Algal extracts evaluation as an Antitoxicity sustainable solution against aflatoxin B1 toxicity in rat tissues

Aflatoxin B₁ (AFB₁) is a pre-carcinogenic molecule produced by toxigenic fungi and is widely harmful to public health. Algae extracts are sub-cellular pilot plants rich in bioactive substances that aid detoxification. This study aimed to reduce AFB₁-toxicity in biological tissues of administrated rats using two algae extracts, Spirulina (SPR) and Amphora (AMR). Algae extracts were prepared using an aqueous system, concentrated, and lyophilized before being administrated to rats. The extract contents of total phenolic and flavonoids were determined to indicate their bioactive content and antioxidant potency.
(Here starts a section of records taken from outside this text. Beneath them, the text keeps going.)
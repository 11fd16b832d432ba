use alloc::vec::Vec;
use rand::Rng;

use super::*;

impl<R: Rng + ?Sized> CellSampler for R {
    fn sample_cell(&mut self, (rows, cols): Coord2) -> Coord2 {
        (self.random_range(0..rows), self.random_range(0..cols))
    }
}

/// Places mines by drawing random coordinates and discarding the ones already mined, until the requested number of
/// distinct mines is reached.
pub struct RejectionGenerator<'a, S: ?Sized> {
    sampler: &'a mut S,
}

impl<'a, S: CellSampler + ?Sized> RejectionGenerator<'a, S> {
    pub fn new(sampler: &'a mut S) -> Self {
        Self { sampler }
    }
}

impl<S: CellSampler + ?Sized> MinefieldGenerator for RejectionGenerator<'_, S> {
    fn generate(self, config: GameConfig) -> Result<MineLayout> {
        config.validate()?;
        let total_cells = config.total_cells();

        // optimize for full boards
        if config.mines == total_cells {
            log::debug!("Minefield full, skipping sampling for {} mines", config.mines);
            return Ok(MineLayout::full(config.size));
        }

        let mut mine_mask: Array2<bool> = Array2::default(config.size.to_nd_index());
        let mut positions = Vec::with_capacity(config.mines.into());
        let mut attempts: u64 = 0;

        while positions.len() < usize::from(config.mines) {
            attempts += 1;
            let coords = self.sampler.sample_cell(config.size);
            debug_assert!(in_bounds(coords, config.size), "sampler left the board: {coords:?}");

            let cell = &mut mine_mask[coords.to_nd_index()];
            if *cell {
                continue;
            }
            *cell = true;
            positions.push(coords);
            log::trace!("Inserted mine at {:?}", coords);
        }

        log::debug!(
            "Placed {} mines on {}x{} board in {} attempts",
            config.mines,
            config.size.0,
            config.size.1,
            attempts
        );
        Ok(MineLayout::from_parts(mine_mask, positions))
    }
}

#[cfg(test)]
mod tests {
    use super::*;
    use rand::{SeedableRng, rngs::StdRng};

    #[test]
    fn places_exact_number_of_distinct_mines() {
        let mut rng = StdRng::seed_from_u64(7);
        for mines in [1, 10, 50, 99] {
            let config = GameConfig::new_unchecked((10, 10), mines);
            let layout = RejectionGenerator::new(&mut rng).generate(config).unwrap();

            assert_eq!(layout.mine_count(), mines);
            let mut positions = layout.mine_positions().to_vec();
            positions.sort_unstable();
            positions.dedup();
            assert_eq!(positions.len(), usize::from(mines));
            assert!(positions.iter().all(|&pos| in_bounds(pos, (10, 10))));
        }
    }

    #[test]
    fn duplicate_draws_are_rejected() {
        let mut sampler = ScriptedSampler([(1, 1), (1, 1), (0, 2), (1, 1), (2, 0)].into_iter());
        let config = GameConfig::new_unchecked((3, 3), 3);

        let layout = RejectionGenerator::new(&mut sampler).generate(config).unwrap();

        assert_eq!(layout.mine_positions(), &[(1, 1), (0, 2), (2, 0)]);
    }

    #[test]
    fn full_board_needs_no_sampling() {
        let mut sampler = ScriptedSampler(core::iter::empty::<Coord2>());
        let config = GameConfig::new_unchecked((2, 3), 6);

        let layout = RejectionGenerator::new(&mut sampler).generate(config).unwrap();

        assert_eq!(layout.mine_count(), 6);
        assert!(layout.iter_positions().all(|pos| layout.contains_mine(pos)));
    }

    #[test]
    fn invalid_config_is_rejected_before_sampling() {
        let mut sampler = ScriptedSampler(core::iter::empty::<Coord2>());
        let config = GameConfig::new_unchecked((2, 2), 5);

        let err = RejectionGenerator::new(&mut sampler).generate(config).unwrap_err();

        assert_eq!(err, GameError::InvalidConfiguration(ConfigProblem::TooManyMines));
    }

    #[test]
    fn seeded_generation_is_reproducible() {
        let config = GameConfig::new_unchecked((9, 9), 10);
        let first = RejectionGenerator::new(&mut StdRng::seed_from_u64(42))
            .generate(config)
            .unwrap();
        let second = RejectionGenerator::new(&mut StdRng::seed_from_u64(42))
            .generate(config)
            .unwrap();

        assert_eq!(first, second);
    }
}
The animal experiment was designed in 8 groups as the control negative and control positive (AFB₁; 20 μg/kg BW/day); groups 3 and 4 were designed for control positive of algae applied at high doses for toxicity evaluation. Otherwise, four groups were classified as G5 and G6 for rats administrated by AFB_1, followed by 50 and 100 mg/kg Spirulina extract, respectively. The G7 and G8 were administrated with an AFB1 dose followed by amphora treatment at 50 and 100 mg extract/kg, respectively. The results showed a significant content of algae extracts of phenolic compounds (27.36 ± 1.75 and 39.55 ± 1.14 mg GAE/g DW for the SPR and AMR, respectively), with a valuable antioxidant activity. For rats treated only with the SPR or AMR extracts, no tissue changes were recorded for the liver, kidney, pancreas, or testis. Again, the biochemical parameters of these groups are recorded without harmful impacts, particularly for the tumor markers of AFP, TNF-α, CEA, and ALP. Once more, a higher extract concentration was more effective in AFB₁-toxicity reduction, particularly for the SPR on the liver and kidney tissues. The SPR extract manifested a protective impact in sensitive tissue against the AFB₁ effect, particularly in the testis. The results recommend the application of SPR extract at 100 mg/kg bw as an effective treatment for AFB₁-toxicity regulation (as pharmaceutical or nutraceutical) involved in daily habits.